むしろ、これほど乱暴な、必要もない戦争を行う一方で市民の自由も雇用も犠牲にした政府を、多くの国民がつい最近まで支持したという点にある。

その二の舞をボクらはまた犯しつつある・・・・かもしれない。

怖い

☆  ★  ★

以下、この評論のポイントをピックアップ。
どこまで国に委ね自由を犠牲にするか、どこまではリスクを自分たちで了解し国の横暴を許さないか。自らの自由を守るか。
それらをしっかりと考えるために、引用。

どれほど漠然とした脅威であっても事件が起これば想像を絶する被害が生まれるだけに、テロもBSEも放置することできない。
テロ対策としてアフガニスタンが空爆され、BSEのおそれが残る限りアメリカ産の牛肉はあきらめなければならない。
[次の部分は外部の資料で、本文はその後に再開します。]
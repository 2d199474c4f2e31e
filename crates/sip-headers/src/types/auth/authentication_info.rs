//! # SIP Authentication-Info Header
//!
//! Sent in a 2xx response after successful Digest authentication
//! ([RFC 3261 Section 20.6](https://datatracker.ietf.org/doc/html/rfc3261#section-20.6)).
//!
//! ```text
//! Authentication-Info = "Authentication-Info" HCOLON ainfo *(COMMA ainfo)
//! ainfo               = nextnonce / message-qop / response-auth / cnonce / nonce-count
//! ```
//!
//! Unlike the challenge and credential headers there is no scheme and no
//! extension parameters.

use serde::{Deserialize, Serialize};

use super::params::{shaped_param, validate_auth_param, AUTH_INFO_PARAMS, AUTH_INFO_UNQUOTED};
use super::join_auth_params;
use crate::error::Result;
use crate::parser::params::auth_params;
use crate::parser::parse_complete;
use crate::types::header::{discard, impl_header_conversions, HeaderField, Parameterized};
use crate::types::param::{ParamSpec, ParameterList};

/// The Authentication-Info header field.
///
/// # Examples
///
/// ```rust
/// use rvoip_sip_headers::prelude::*;
///
/// let info: AuthenticationInfo = "Authentication-Info: nextnonce=\"47364c23432d2e131a5fb210812c\", qop=auth".parse().unwrap();
/// assert_eq!(info.next_nonce(), Some("47364c23432d2e131a5fb210812c"));
///
/// assert!("Authentication-Info: realm=\"x\"".parse::<AuthenticationInfo>().is_err());
/// ```
#[derive(Debug, Clone, Default, PartialEq, Serialize, Deserialize)]
pub struct AuthenticationInfo {
    params: ParameterList,
}

impl AuthenticationInfo {
    pub fn new() -> Self {
        Self::default()
    }

    pub fn next_nonce(&self) -> Option<&str> {
        self.params.value("nextnonce")
    }

    pub fn set_next_nonce(&mut self, nonce: &str) -> Result<()> {
        self.add_param(shaped_param("nextnonce", nonce, AUTH_INFO_UNQUOTED)?)
    }

    pub fn qop(&self) -> Option<&str> {
        self.params.value("qop")
    }

    pub fn set_qop(&mut self, qop: &str) -> Result<()> {
        self.add_param(shaped_param("qop", qop, AUTH_INFO_UNQUOTED)?)
    }

    pub fn rspauth(&self) -> Option<&str> {
        self.params.value("rspauth")
    }

    pub fn set_rspauth(&mut self, rspauth: &str) -> Result<()> {
        self.add_param(shaped_param("rspauth", rspauth, AUTH_INFO_UNQUOTED)?)
    }

    pub fn cnonce(&self) -> Option<&str> {
        self.params.value("cnonce")
    }

    pub fn set_cnonce(&mut self, cnonce: &str) -> Result<()> {
        self.add_param(shaped_param("cnonce", cnonce, AUTH_INFO_UNQUOTED)?)
    }

    pub fn nc(&self) -> Option<&str> {
        self.params.value("nc")
    }

    pub fn set_nc(&mut self, nc: &str) -> Result<()> {
        self.add_param(shaped_param("nc", nc, AUTH_INFO_UNQUOTED)?)
    }
}

impl HeaderField for AuthenticationInfo {
    const NAME: &'static str = "Authentication-Info";

    fn reset(&mut self) {
        self.params.clear();
    }

    fn parse_value(&mut self, value: &str) -> Result<()> {
        let Some(params) = parse_complete(auth_params, value) else {
            discard(Self::NAME, value);
            return Ok(());
        };
        self.params = Self::PARAMS.collect(Self::NAME, params)?;
        Ok(())
    }

    fn value_string(&self) -> String {
        join_auth_params(&self.params)
    }

    fn is_valid(&self) -> bool {
        !self.params.is_empty()
    }
}

impl Parameterized for AuthenticationInfo {
    const PARAMS: ParamSpec = ParamSpec {
        known: AUTH_INFO_PARAMS,
        allow_generic: false,
        validate: validate_auth_param,
    };

    fn params(&self) -> &ParameterList {
        &self.params
    }

    fn params_mut(&mut self) -> &mut ParameterList {
        &mut self.params
    }
}

impl_header_conversions!(AuthenticationInfo);

#[cfg(test)]
mod tests {
    use super::*;
    use crate::error::Error;
    use crate::types::param::Parameter;

    #[test]
    fn test_round_trip_shape() {
        let mut info = AuthenticationInfo::new();
        info.set_next_nonce("47364c23432d2e131a5fb210812c").unwrap();
        info.set_qop("auth").unwrap();
        info.set_rspauth("6629fae49393a05397450978507c4ef1").unwrap();
        info.set_nc("00000001").unwrap();
        assert_eq!(
            info.value_string(),
            "nextnonce=\"47364c23432d2e131a5fb210812c\", qop=auth, rspauth=\"6629fae49393a05397450978507c4ef1\", nc=00000001"
        );
        assert_eq!(AuthenticationInfo::from_value(&info.to_string()).unwrap(), info);
    }

    #[test]
    fn test_generic_params_rejected() {
        let mut info = AuthenticationInfo::new();
        let err = info.add_param(Parameter::new("realm", "x").unwrap()).unwrap_err();
        assert!(matches!(err, Error::UnknownParameter { .. }));

        let err = AuthenticationInfo::from_value("realm=\"x\"").unwrap_err();
        assert!(matches!(err.validation_cause(), Some(Error::UnknownParameter { .. })));
    }

    #[test]
    fn test_no_match() {
        let info = AuthenticationInfo::from_value("Digest").unwrap();
        assert!(!info.is_valid());
    }
}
安全確保のためには普通では考えにくいほど強気の政策がとられ、国民も受け入れるのである。

だが安全確保の代償は大きい。

食品の場合、食の安全のためどこまでの代償を負担すべきか議論はできるし、食生活は変えることができるだろう。
だが、テロ対策の場合はそうではない。国民の安全という目的は、どんな犠牲を払っても実現しなければならないからだ。
そして、目的達成のためには、国民の自由も当然のように制限されてしまう。

生活の安全を国民が求めるのはごく当然だろう。だがここで起こっていることは、国民の安全が確保される政治と言うよりは、国民の不安を利用することで無法な権力行使が横行する事態なのである。